*INSTRUCTIONS FOR THE TASK*:
The required answer is the count of lines in the records that contain "Path", with no other text.

*Dataset entries*:

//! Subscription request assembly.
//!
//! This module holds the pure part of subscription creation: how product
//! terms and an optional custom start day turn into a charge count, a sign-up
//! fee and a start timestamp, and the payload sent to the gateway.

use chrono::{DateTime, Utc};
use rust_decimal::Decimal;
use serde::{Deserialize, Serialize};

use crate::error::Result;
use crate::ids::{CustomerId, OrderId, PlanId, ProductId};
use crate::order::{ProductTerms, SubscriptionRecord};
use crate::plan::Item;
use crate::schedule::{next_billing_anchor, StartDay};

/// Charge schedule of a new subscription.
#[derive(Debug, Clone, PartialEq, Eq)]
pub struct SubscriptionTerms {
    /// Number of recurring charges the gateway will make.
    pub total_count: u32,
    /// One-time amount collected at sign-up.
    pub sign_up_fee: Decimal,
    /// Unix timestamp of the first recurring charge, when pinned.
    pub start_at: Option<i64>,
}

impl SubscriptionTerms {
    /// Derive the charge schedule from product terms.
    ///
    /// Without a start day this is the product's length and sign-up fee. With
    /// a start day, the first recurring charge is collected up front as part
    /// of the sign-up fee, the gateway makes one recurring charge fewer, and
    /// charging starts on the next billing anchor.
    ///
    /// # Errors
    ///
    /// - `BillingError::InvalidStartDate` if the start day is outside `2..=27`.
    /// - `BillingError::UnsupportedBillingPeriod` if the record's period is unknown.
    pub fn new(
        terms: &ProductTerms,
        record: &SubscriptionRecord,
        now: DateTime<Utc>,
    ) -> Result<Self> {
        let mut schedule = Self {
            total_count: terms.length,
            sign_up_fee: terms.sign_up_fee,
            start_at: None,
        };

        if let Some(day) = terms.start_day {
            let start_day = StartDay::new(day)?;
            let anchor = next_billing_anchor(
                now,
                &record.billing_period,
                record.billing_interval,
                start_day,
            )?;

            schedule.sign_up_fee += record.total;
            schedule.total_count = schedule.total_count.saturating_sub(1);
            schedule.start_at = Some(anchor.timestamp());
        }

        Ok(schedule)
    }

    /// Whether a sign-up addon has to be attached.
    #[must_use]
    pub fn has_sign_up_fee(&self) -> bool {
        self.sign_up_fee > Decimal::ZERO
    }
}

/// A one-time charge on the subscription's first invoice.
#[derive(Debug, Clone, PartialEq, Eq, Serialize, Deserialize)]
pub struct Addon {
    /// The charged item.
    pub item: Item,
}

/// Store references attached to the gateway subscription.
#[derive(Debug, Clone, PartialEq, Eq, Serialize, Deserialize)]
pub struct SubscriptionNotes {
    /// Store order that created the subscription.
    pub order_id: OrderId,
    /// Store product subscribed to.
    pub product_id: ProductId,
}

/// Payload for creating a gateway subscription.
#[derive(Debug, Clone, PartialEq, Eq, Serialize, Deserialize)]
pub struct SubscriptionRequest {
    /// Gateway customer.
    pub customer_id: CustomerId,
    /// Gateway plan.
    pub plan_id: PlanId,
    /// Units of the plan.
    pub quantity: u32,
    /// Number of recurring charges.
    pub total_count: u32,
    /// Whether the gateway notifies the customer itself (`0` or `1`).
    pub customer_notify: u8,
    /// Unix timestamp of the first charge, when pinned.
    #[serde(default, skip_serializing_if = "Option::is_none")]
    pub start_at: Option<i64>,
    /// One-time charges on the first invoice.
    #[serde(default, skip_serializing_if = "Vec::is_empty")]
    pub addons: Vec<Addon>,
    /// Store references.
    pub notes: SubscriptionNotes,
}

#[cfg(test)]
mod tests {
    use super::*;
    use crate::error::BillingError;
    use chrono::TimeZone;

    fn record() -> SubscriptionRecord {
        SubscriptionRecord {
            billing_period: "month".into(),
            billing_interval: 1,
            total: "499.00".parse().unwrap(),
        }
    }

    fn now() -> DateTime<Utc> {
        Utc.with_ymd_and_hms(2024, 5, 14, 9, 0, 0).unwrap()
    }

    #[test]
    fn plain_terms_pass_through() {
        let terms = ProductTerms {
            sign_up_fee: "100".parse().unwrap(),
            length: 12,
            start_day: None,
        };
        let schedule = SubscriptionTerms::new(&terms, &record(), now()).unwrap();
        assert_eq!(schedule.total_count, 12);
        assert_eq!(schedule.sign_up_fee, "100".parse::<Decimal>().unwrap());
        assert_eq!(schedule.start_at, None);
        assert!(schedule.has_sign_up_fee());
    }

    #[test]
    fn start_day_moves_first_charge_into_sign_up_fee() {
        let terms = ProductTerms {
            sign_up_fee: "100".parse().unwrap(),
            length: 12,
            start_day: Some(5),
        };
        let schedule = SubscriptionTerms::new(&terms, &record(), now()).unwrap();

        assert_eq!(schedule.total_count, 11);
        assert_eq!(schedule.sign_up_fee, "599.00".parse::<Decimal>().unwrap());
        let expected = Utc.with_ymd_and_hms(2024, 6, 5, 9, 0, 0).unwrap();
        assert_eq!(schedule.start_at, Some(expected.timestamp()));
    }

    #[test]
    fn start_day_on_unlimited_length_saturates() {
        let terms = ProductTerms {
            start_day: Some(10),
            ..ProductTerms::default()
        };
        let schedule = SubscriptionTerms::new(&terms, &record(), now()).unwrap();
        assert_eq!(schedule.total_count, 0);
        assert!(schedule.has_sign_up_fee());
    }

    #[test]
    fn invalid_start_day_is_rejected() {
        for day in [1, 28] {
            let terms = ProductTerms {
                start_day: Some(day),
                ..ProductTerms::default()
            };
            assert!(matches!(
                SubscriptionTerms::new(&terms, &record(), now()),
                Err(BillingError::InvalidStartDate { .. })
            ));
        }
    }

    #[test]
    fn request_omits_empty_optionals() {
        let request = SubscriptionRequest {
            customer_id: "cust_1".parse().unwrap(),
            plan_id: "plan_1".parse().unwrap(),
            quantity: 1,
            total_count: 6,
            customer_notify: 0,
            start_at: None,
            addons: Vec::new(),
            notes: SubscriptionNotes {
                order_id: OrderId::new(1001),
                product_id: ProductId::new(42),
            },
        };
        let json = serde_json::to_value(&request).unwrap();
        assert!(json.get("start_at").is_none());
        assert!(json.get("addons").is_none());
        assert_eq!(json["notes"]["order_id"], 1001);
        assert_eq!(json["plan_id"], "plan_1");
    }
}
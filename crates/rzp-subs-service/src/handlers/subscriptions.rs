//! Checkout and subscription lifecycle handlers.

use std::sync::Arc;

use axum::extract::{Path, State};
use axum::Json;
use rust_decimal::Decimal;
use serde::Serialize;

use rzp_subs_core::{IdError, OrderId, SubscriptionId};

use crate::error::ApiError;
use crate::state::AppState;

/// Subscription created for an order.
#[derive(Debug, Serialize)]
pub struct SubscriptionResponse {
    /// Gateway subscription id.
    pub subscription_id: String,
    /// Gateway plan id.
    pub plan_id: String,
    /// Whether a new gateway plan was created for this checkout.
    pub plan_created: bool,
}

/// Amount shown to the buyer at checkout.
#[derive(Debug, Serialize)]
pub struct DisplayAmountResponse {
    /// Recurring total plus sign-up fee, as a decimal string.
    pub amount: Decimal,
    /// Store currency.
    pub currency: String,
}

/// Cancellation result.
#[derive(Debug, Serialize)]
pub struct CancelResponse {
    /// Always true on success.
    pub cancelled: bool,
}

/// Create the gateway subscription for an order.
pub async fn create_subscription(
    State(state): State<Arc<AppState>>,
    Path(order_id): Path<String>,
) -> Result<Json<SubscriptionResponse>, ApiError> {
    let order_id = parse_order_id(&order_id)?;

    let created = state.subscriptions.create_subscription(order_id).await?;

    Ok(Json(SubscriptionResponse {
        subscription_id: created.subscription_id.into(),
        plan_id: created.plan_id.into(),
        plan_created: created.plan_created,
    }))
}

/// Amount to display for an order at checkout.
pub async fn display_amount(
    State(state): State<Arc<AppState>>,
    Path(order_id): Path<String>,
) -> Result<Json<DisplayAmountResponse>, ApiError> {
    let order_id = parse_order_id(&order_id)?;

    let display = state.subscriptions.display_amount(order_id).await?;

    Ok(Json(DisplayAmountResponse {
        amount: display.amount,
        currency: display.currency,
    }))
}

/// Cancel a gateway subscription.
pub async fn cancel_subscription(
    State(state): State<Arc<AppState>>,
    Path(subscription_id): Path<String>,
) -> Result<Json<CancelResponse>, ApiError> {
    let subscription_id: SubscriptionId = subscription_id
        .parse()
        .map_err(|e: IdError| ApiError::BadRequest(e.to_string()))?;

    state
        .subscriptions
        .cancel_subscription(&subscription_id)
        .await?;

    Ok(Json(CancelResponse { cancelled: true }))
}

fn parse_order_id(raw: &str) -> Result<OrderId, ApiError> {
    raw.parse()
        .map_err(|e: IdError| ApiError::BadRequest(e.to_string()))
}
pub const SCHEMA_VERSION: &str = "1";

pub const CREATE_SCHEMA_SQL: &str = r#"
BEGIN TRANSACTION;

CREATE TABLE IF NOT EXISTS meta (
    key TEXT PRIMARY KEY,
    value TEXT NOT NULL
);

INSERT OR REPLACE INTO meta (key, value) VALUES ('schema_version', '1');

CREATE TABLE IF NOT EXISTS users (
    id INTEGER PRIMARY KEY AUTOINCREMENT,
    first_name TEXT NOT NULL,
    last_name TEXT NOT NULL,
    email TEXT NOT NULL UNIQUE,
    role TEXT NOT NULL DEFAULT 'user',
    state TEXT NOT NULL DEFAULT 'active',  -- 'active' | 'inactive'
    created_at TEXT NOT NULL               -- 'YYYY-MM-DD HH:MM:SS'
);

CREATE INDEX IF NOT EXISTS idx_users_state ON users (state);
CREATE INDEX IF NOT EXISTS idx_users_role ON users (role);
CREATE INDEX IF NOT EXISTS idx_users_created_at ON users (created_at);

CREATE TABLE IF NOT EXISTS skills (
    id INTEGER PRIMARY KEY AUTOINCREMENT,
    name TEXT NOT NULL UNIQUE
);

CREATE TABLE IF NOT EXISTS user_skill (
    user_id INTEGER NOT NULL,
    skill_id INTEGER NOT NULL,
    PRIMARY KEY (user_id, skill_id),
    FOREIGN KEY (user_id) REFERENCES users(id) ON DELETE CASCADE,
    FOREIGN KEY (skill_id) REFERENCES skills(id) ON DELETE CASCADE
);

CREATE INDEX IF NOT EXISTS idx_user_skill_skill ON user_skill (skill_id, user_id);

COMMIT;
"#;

*RESPONSE TO THIS TASK*:
4